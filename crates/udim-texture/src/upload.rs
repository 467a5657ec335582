//! Texture format selection and buffer uploads.

use crate::packer::TilePlacement;
use glam::UVec2;
use udim_core::constants::SCALED_UPDATE_PADDING;
use udim_core::math::scale_span;
use udim_core::PixelRect;
use udim_gpu::{GpuBackend, TexelData, TexelUpload, TextureFormat, TextureId, UploadRegion};
use udim_image::{
    resample_rgba_f32, resample_rgba_u8, ColorManagement, ColorSpace, ImageBuffer, PixelData,
};

/// GPU storage format for a buffer.
///
/// `grayscale` selects single-channel formats for color data.
pub fn select_format(
    is_float: bool,
    colorspace: ColorSpace,
    high_bit_depth: bool,
    grayscale: bool,
) -> TextureFormat {
    if is_float {
        return match (high_bit_depth, grayscale) {
            (true, true) => TextureFormat::R32F,
            (true, false) => TextureFormat::Rgba32F,
            (false, true) => TextureFormat::R16F,
            (false, false) => TextureFormat::Rgba16F,
        };
    }
    match colorspace {
        ColorSpace::NonColor | ColorSpace::SceneLinear if grayscale => TextureFormat::R8,
        ColorSpace::NonColor | ColorSpace::SceneLinear => TextureFormat::Rgba8,
        ColorSpace::Srgb if grayscale => TextureFormat::R16F,
        ColorSpace::Srgb => TextureFormat::Srgb8A8,
        // Other encodings are decoded to half float to keep precision.
        _ if grayscale => TextureFormat::R16F,
        _ => TextureFormat::Rgba16F,
    }
}

/// [`select_format`] for a single buffer.
pub fn format_for_buffer(buffer: &ImageBuffer, high_bit_depth: bool) -> TextureFormat {
    select_format(
        buffer.is_float(),
        buffer.colorspace(),
        high_bit_depth,
        buffer.planes() <= 8,
    )
}

/// How a buffer region is turned into texels.
#[derive(Debug, Clone, Copy, PartialEq, Eq)]
pub enum Conversion {
    /// Upload straight out of the buffer.
    Raw,
    /// Convert to 8-bit RGBA.
    Bytes { compress_as_srgb: bool },
    /// Convert to scene-linear float RGBA.
    Floats,
}

/// Pick the conversion for uploading `buffer`.
///
/// `scaled` is set when the texture is smaller than the buffer.
pub fn choose_conversion(buffer: &ImageBuffer, scaled: bool, store_premultiplied: bool) -> Conversion {
    let colorspace = buffer.colorspace();
    if buffer.is_float() {
        // Float data is scene linear or non-color by convention.
        if buffer.channels() == 4 && !scaled && store_premultiplied {
            Conversion::Raw
        } else {
            Conversion::Floats
        }
    } else if colorspace.is_data() && !scaled {
        Conversion::Raw
    } else if colorspace.is_srgb() || colorspace.is_scene_linear() || colorspace.is_data() {
        Conversion::Bytes {
            compress_as_srgb: !colorspace.is_scene_linear(),
        }
    } else {
        Conversion::Floats
    }
}

/// Converted texels owned by the upload.
enum Texels {
    Bytes(Vec<u8>),
    Floats(Vec<f32>),
}

impl Texels {
    fn convert(
        color: &dyn ColorManagement,
        buffer: &ImageBuffer,
        rect: PixelRect,
        conversion: Conversion,
        store_premultiplied: bool,
    ) -> Self {
        match conversion {
            Conversion::Bytes { compress_as_srgb } => Self::Bytes(color.to_byte_texture(
                buffer,
                rect,
                compress_as_srgb,
                store_premultiplied,
            )),
            Conversion::Raw | Conversion::Floats => {
                Self::Floats(color.to_float_texture(buffer, rect, store_premultiplied))
            }
        }
    }

    fn resampled(self, from: UVec2, to: UVec2) -> Self {
        match self {
            Self::Bytes(data) => Self::Bytes(resample_rgba_u8(&data, from.x, from.y, to.x, to.y)),
            Self::Floats(data) => {
                Self::Floats(resample_rgba_f32(&data, from.x, from.y, to.x, to.y))
            }
        }
    }

    fn data(&self) -> TexelData<'_> {
        match self {
            Self::Bytes(data) => TexelData::Bytes(data),
            Self::Floats(data) => TexelData::Floats(data),
        }
    }
}

/// Upload a region of `buffer` into the part of `texture` described by `dest`.
///
/// `rect` is in buffer pixels and is clipped to the buffer. When `dest.size`
/// differs from the buffer size the region is padded, converted and
/// resampled first. Returns the written texture region, `None` if nothing
/// was written.
pub fn update_from_buffer<B: GpuBackend + ?Sized>(
    backend: &mut B,
    texture: TextureId,
    color: &dyn ColorManagement,
    buffer: &ImageBuffer,
    rect: PixelRect,
    dest: &TilePlacement,
    store_premultiplied: bool,
) -> udim_gpu::Result<Option<UploadRegion>> {
    let full = UVec2::new(buffer.width(), buffer.height());
    let Some(rect) = rect.clamp_to_size(full.x, full.y) else {
        return Ok(None);
    };
    if dest.is_empty() {
        return Ok(None);
    }
    let scaled = dest.size != full;
    let conversion = choose_conversion(buffer, scaled, store_premultiplied);

    if scaled {
        let padded = rect.padded(SCALED_UPDATE_PADDING, full.x, full.y);
        let (x, w) = scale_span(padded.xmin, padded.width(), full.x, dest.size.x);
        let (y, h) = scale_span(padded.ymin, padded.height(), full.y, dest.size.y);
        if w <= 0 || h <= 0 {
            return Ok(None);
        }
        let texels = Texels::convert(color, buffer, padded, conversion, store_premultiplied)
            .resampled(padded.size(), UVec2::new(w as u32, h as u32));
        let region = UploadRegion::new(
            dest.offset.x + x as u32,
            dest.offset.y + y as u32,
            dest.layer,
            w as u32,
            h as u32,
        );
        backend.update_sub(texture, region, TexelUpload::packed(texels.data(), region.width))?;
        tracing::trace!(texture = texture.0, ?region, ?conversion, "scaled region uploaded");
        return Ok(Some(region));
    }

    let region = UploadRegion::new(
        dest.offset.x + rect.xmin as u32,
        dest.offset.y + rect.ymin as u32,
        dest.layer,
        rect.width() as u32,
        rect.height() as u32,
    );
    let raw = match (conversion, buffer.data()) {
        (Conversion::Raw, PixelData::Bytes(data)) => Some(TexelData::Bytes(data)),
        (Conversion::Raw, PixelData::Floats(data)) => Some(TexelData::Floats(data)),
        _ => None,
    };
    if let Some(data) = raw {
        let offset = buffer.element_offset(rect.xmin as u32, rect.ymin as u32);
        backend.update_sub(texture, region, TexelUpload::strided(data, full.x, offset))?;
    } else {
        let texels = Texels::convert(color, buffer, rect, conversion, store_premultiplied);
        backend.update_sub(texture, region, TexelUpload::packed(texels.data(), region.width))?;
    }
    tracing::trace!(texture = texture.0, ?region, ?conversion, "region uploaded");
    Ok(Some(region))
}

--- Work item ---
Using the data above, print exactly the lines from the line that contains "a single buffer." through the line that contains "turned into texels.", with both included.

--- Answer to the problem ---
/// [`select_format`] for a single buffer.
pub fn format_for_buffer(buffer: &ImageBuffer, high_bit_depth: bool) -> TextureFormat {
    select_format(
        buffer.is_float(),
        buffer.colorspace(),
        high_bit_depth,
        buffer.planes() <= 8,
    )
}

/// How a buffer region is turned into texels.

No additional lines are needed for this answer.